#### [EXERCISE DATA]
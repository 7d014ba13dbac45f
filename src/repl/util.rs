//! REPL 内部ユーティリティ

use std::path::PathBuf;

use crate::config::home_dir;

/// 行が `name` 単独、または `name` + 空白 + 引数であれば引数部分（空白除去済み）を返す。
///
/// `.load` は `.load x` に一致するが `.loader` には一致しない。
pub(crate) fn command_args<'a>(line: &'a str, name: &str) -> Option<&'a str> {
    let rest = line.strip_prefix(name)?;
    if rest.is_empty() {
        return Some("");
    }
    if rest.starts_with(char::is_whitespace) {
        return Some(rest.trim());
    }
    None
}

/// 先頭の `~` をホームディレクトリへ展開する。
pub(crate) fn expand_user(path: &str) -> PathBuf {
    if path == "~" {
        if let Some(home) = home_dir() {
            return home;
        }
    }
    if let Some(rest) = path.strip_prefix("~/") {
        if let Some(home) = home_dir() {
            return home.join(rest);
        }
    }
    PathBuf::from(path)
}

#### [WHAT TO WORK ON]
All records are to be retyped precisely.

#### [ANSWER SECTION]
repository 7d014ba13dbac45f
filename src/repl/util.rs
//! REPL 内部ユーティリティ

use std::path::PathBuf;

use crate::config::home_dir;

/// 行が `name` 単独、または `name` + 空白 + 引数であれば引数部分（空白除去済み）を返す。
///
/// `.load` は `.load x` に一致するが `.loader` には一致しない。
pub(crate) fn command_args<'a>(line: &'a str, name: &str) -> Option<&'a str> {
    let rest = line.strip_prefix(name)?;
    if rest.is_empty() {
        return Some("");
    }
    if rest.starts_with(char::is_whitespace) {
        return Some(rest.trim());
    }
    None
}

/// 先頭の `~` をホームディレクトリへ展開する。
pub(crate) fn expand_user(path: &str) -> PathBuf {
    if path == "~" {
        if let Some(home) = home_dir() {
            return home;
        }
    }
    if let Some(rest) = path.strip_prefix("~/") {
        if let Some(home) = home_dir() {
            return home.join(rest);
        }
    }
    PathBuf::from(path)
}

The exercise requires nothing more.